PROBLEM STATEMENT
Whenever a line in the entries below contains "built", copy that line.

Records from a dataset:
§ §

//! Resolver traits for service resolution.

use std::any::Any;
use std::sync::Arc;

use crate::error::DiResult;
use crate::key::{key_of_trait, key_of_type, Key};
use crate::registration::{downcast_trait, downcast_value};
use crate::traits::Dispose;

/// Core resolver trait for object-safe service resolution.
///
/// Implemented by [`ServiceProvider`](crate::ServiceProvider) (root context),
/// [`Scope`](crate::Scope) and the [`ResolverContext`](crate::ResolverContext)
/// handed to factories. Most users should use [`Resolver`] instead, which
/// layers typed methods on top.
pub trait ResolverCore {
    /// Resolves the service registered under `key`.
    ///
    /// Values registered for concrete types come back as `Arc<T>`; trait
    /// registrations come back as `Arc<Arc<dyn Trait>>`.
    fn resolve_any(&self, key: &Key) -> DiResult<Arc<dyn Any + Send + Sync>>;

    /// Registers a synchronous disposal hook with the owning context.
    fn push_disposer(&self, f: Box<dyn FnOnce() + Send>);
}

/// High-level resolver interface with generic methods for type-safe service resolution.
///
/// # Examples
///
/// ```
/// use keel_di::{ServiceCollection, Resolver};
/// use std::sync::Arc;
///
/// trait Logger: Send + Sync {
///     fn log(&self, msg: &str) -> String;
/// }
///
/// #[derive(Default)]
/// struct ConsoleLogger;
/// impl Logger for ConsoleLogger {
///     fn log(&self, msg: &str) -> String {
///         format!("LOG: {}", msg)
///     }
/// }
/// keel_di::injectable_default!(ConsoleLogger);
///
/// let mut collection = ServiceCollection::new();
/// collection.add_singleton_instance(42usize);
/// collection.add_singleton_trait::<dyn Logger, ConsoleLogger, _>(|l| l);
/// collection.add_singleton_token::<ConsoleLogger>("logger.console");
///
/// let provider = collection.build();
///
/// let number = provider.get_required::<usize>();
/// assert_eq!(*number, 42);
///
/// let logger = provider.get_required_trait::<dyn Logger>();
/// assert_eq!(logger.log("hi"), "LOG: hi");
///
/// let by_token = provider.get_token::<ConsoleLogger>("logger.console").unwrap();
/// assert_eq!(by_token.log("x"), "LOG: x");
/// ```
pub trait Resolver: ResolverCore {
    /// Resolves a concrete service type.
    fn get<T: 'static + Send + Sync>(&self) -> DiResult<Arc<T>> {
        downcast_value(self.resolve_any(&key_of_type::<T>())?)
    }

    /// Resolves a trait object registered under `key_of_trait::<T>()`.
    fn get_trait<T: ?Sized + 'static + Send + Sync>(&self) -> DiResult<Arc<T>> {
        downcast_trait(self.resolve_any(&key_of_trait::<T>())?)
    }

    /// Resolves a concrete value registered under a string token.
    fn get_token<T: 'static + Send + Sync>(&self, token: &'static str) -> DiResult<Arc<T>> {
        downcast_value(self.resolve_any(&Key::token(token))?)
    }

    /// Resolves a trait object registered under a string token.
    fn get_token_trait<T: ?Sized + 'static + Send + Sync>(
        &self,
        token: &'static str,
    ) -> DiResult<Arc<T>> {
        downcast_trait(self.resolve_any(&Key::token(token))?)
    }

    /// Resolves a concrete service type, panicking on failure.
    ///
    /// # Panics
    ///
    /// Panics if the service cannot be resolved (not found, scope disposed,
    /// circular dependency, etc.).
    fn get_required<T: 'static + Send + Sync>(&self) -> Arc<T> {
        self.get::<T>()
            .unwrap_or_else(|e| panic!("Failed to resolve {}: {}", std::any::type_name::<T>(), e))
    }

    /// Resolves a trait implementation, panicking on failure.
    ///
    /// # Panics
    ///
    /// Panics if the trait cannot be resolved.
    fn get_required_trait<T: ?Sized + 'static + Send + Sync>(&self) -> Arc<T> {
        self.get_trait::<T>().unwrap_or_else(|e| {
            panic!("Failed to resolve trait {}: {}", std::any::type_name::<T>(), e)
        })
    }

    /// Registers a service for disposal when its owning context is torn down.
    fn register_disposer<T: Dispose>(&self, service: Arc<T>) {
        self.push_disposer(Box::new(move || service.dispose()));
    }
}

impl<R: ResolverCore + ?Sized> Resolver for R {}
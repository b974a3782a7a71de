//! Circular dependency detection infrastructure.
//!
//! Each top-level resolution owns a [`ResolutionPath`]: the identities
//! currently being built, outermost first. Entering an identity already on the
//! path is a cycle; growing the path past the configured depth is an error.

use std::cell::RefCell;

use crate::error::{DiError, DiResult};
use crate::key::Key;

/// Identities currently under construction for one resolution.
#[derive(Debug)]
pub(crate) struct ResolutionPath {
    stack: Vec<Key>,
    max_depth: usize,
}

impl ResolutionPath {
    pub(crate) fn new(max_depth: usize) -> Self {
        Self {
            stack: Vec::new(),
            max_depth,
        }
    }

    /// Pushes `key`, failing on a repeat or when the depth limit is hit.
    pub(crate) fn enter(&mut self, key: Key) -> DiResult<()> {
        // Circular detection BEFORE pushing the new key
        if self.stack.contains(&key) {
            let mut path: Vec<&'static str> =
                self.stack.iter().map(Key::display_name).collect();
            path.push(key.display_name());
            return Err(DiError::Circular(path));
        }

        if self.stack.len() >= self.max_depth {
            return Err(DiError::DepthExceeded(self.max_depth));
        }

        self.stack.push(key);
        Ok(())
    }

    pub(crate) fn leave(&mut self, key: &Key) {
        let last = self.stack.pop();
        debug_assert_eq!(last.as_ref(), Some(key));
    }

    pub(crate) fn depth(&self) -> usize {
        self.stack.len()
    }
}

/// Keeps a key on the path for as long as the guard lives.
pub(crate) struct PathGuard<'a> {
    path: &'a RefCell<ResolutionPath>,
    key: Key,
}

impl<'a> PathGuard<'a> {
    pub(crate) fn enter(path: &'a RefCell<ResolutionPath>, key: Key) -> DiResult<Self> {
        path.borrow_mut().enter(key)?;
        Ok(Self { path, key })
    }
}

impl Drop for PathGuard<'_> {
    fn drop(&mut self) {
        self.path.borrow_mut().leave(&self.key);
    }
}

#[cfg(test)]
mod tests {
    use super::*;

    #[test]
    fn repeat_reports_full_path() {
        let path = RefCell::new(ResolutionPath::new(16));
        let _a = PathGuard::enter(&path, Key::token("A")).unwrap();
        let _b = PathGuard::enter(&path, Key::token("B")).unwrap();

        let err = PathGuard::enter(&path, Key::token("A")).err().unwrap();
        assert_eq!(err, DiError::Circular(vec!["A", "B", "A"]));
        assert_eq!(path.borrow().depth(), 2);
    }

    #[test]
    fn guards_pop_on_drop() {
        let path = RefCell::new(ResolutionPath::new(16));
        {
            let _a = PathGuard::enter(&path, Key::token("A")).unwrap();
            assert_eq!(path.borrow().depth(), 1);
        }
        assert_eq!(path.borrow().depth(), 0);
        // Re-entering after the guard dropped is not a cycle
        assert!(PathGuard::enter(&path, Key::token("A")).is_ok());
    }

    #[test]
    fn depth_limit() {
        let path = RefCell::new(ResolutionPath::new(2));
        let _a = PathGuard::enter(&path, Key::token("A")).unwrap();
        let _b = PathGuard::enter(&path, Key::token("B")).unwrap();
        let err = PathGuard::enter(&path, Key::token("C")).err().unwrap();
        assert_eq!(err, DiError::DepthExceeded(2));
    }
}
//! Error types for the dependency injection container.

use thiserror::Error;

/// Dependency injection errors
///
/// Every failure is surfaced to whoever started the resolution; the container
/// never retries.
///
/// # Examples
///
/// ```rust
/// use keel_di::{DiError, ServiceCollection, Resolver};
///
/// let provider = ServiceCollection::new().build();
/// match provider.get::<String>() {
///     Err(DiError::NotFound(type_name)) => {
///         assert_eq!(type_name, "alloc::string::String");
///     }
///     _ => unreachable!(),
/// }
///
/// let circular = DiError::Circular(vec!["A", "B", "A"]);
/// assert_eq!(circular.to_string(), "Circular dependency: A -> B -> A");
/// ```
#[derive(Debug, Clone, PartialEq, Eq, Error)]
pub enum DiError {
    /// No descriptor is registered for the requested identity
    #[error("Service not registered: {0}")]
    NotFound(&'static str),
    /// Resolution attempted through a disposed scope
    #[error("Scope has been disposed")]
    ScopeDisposed,
    /// An identity reappeared on the active resolution path (path ends with the repeat)
    #[error("Circular dependency: {}", .0.join(" -> "))]
    Circular(Vec<&'static str>),
    /// Resolution through a detached provider handle whose container is gone
    #[error("Service provider has been dropped")]
    ProviderDropped,
    /// Scoped service requested from the root provider with no scope context
    #[error("Scoped service {0} cannot be resolved outside of a scope")]
    ScopedOutsideScope(&'static str),
    /// Type downcast failed
    #[error("Type mismatch for: {0}")]
    TypeMismatch(&'static str),
    /// Maximum recursion depth exceeded
    #[error("Max resolution depth {0} exceeded")]
    DepthExceeded(usize),
    /// A constructor asked for more arguments than the metadata declared
    #[error("Constructor of {implementation} requested argument #{index} which its metadata does not declare")]
    MissingArgument {
        implementation: &'static str,
        index: usize,
    },
    /// A user factory or constructor reported a failure
    #[error("Factory for {service} failed: {message}")]
    Factory {
        service: &'static str,
        message: String,
    },
    /// Invalid container options
    #[error("Invalid container configuration: {0}")]
    Config(String),
    /// Registrations failed validation
    #[error("Service registrations are invalid: {0}")]
    Validation(String),
}

impl DiError {
    /// Builds a [`DiError::Factory`] from any displayable failure.
    pub fn factory(service: &'static str, message: impl std::fmt::Display) -> Self {
        DiError::Factory {
            service,
            message: message.to_string(),
        }
    }
}

/// Result type for DI operations
pub type DiResult<T> = Result<T, DiError>;
//! Resolver context for dependency injection.
//!
//! This module contains the ResolverContext type which provides
//! the interface for factory functions to resolve dependencies.

use crate::error::DiResult;
use crate::key::Key;
use crate::lifetime::Lifetime;
use crate::registration::AnyArc;
use crate::traits::ResolverCore;

use super::{Resolution, ServiceProvider};

/// Context passed to factory functions for resolving dependencies.
///
/// Resolutions made through the context continue the resolution that invoked
/// the factory: they see the same scope and the same in-progress path, so a
/// factory that (indirectly) asks for its own service gets a
/// [`DiError::Circular`](crate::DiError::Circular) error instead of recursing.
///
/// # Examples
///
/// ```
/// use keel_di::{ServiceCollection, Resolver, Lifetime};
/// use std::sync::Arc;
///
/// struct Database { url: String }
/// struct UserService { db: Arc<Database>, lifetime: Lifetime }
///
/// let mut services = ServiceCollection::new();
/// services.add_singleton_instance(Database { url: "postgres://localhost".to_string() });
/// services.add_transient_factory::<UserService, _>(|ctx| {
///     Ok(UserService {
///         db: ctx.get::<Database>()?,
///         lifetime: ctx.lifetime(),
///     })
/// });
///
/// let provider = services.build();
/// let users = provider.get_required::<UserService>();
/// assert_eq!(users.db.url, "postgres://localhost");
/// assert_eq!(users.lifetime, Lifetime::Transient);
/// ```
pub struct ResolverContext<'a> {
    resolution: &'a Resolution<'a>,
    lifetime: Lifetime,
}

impl<'a> ResolverContext<'a> {
    pub(crate) fn new(resolution: &'a Resolution<'a>, lifetime: Lifetime) -> Self {
        Self {
            resolution,
            lifetime,
        }
    }

    /// Lifetime of the service being built.
    pub fn lifetime(&self) -> Lifetime {
        self.lifetime
    }

    /// The root provider, e.g. for factories that create their own scopes.
    pub fn provider(&self) -> &ServiceProvider {
        self.resolution.provider()
    }
}

impl ResolverCore for ResolverContext<'_> {
    fn resolve_any(&self, key: &Key) -> DiResult<AnyArc> {
        self.resolution.resolve(key)
    }

    /// Singleton builds hand their hooks to the provider; Scoped and
    /// Transient builds inside a scope hand them to that scope.
    fn push_disposer(&self, f: Box<dyn FnOnce() + Send>) {
        self.resolution.push_disposer(self.lifetime, f);
    }
}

§ §

ANSWER SECTION
//! currently being built, outermost first. Entering an identity already on the
    /// Lifetime of the service being built.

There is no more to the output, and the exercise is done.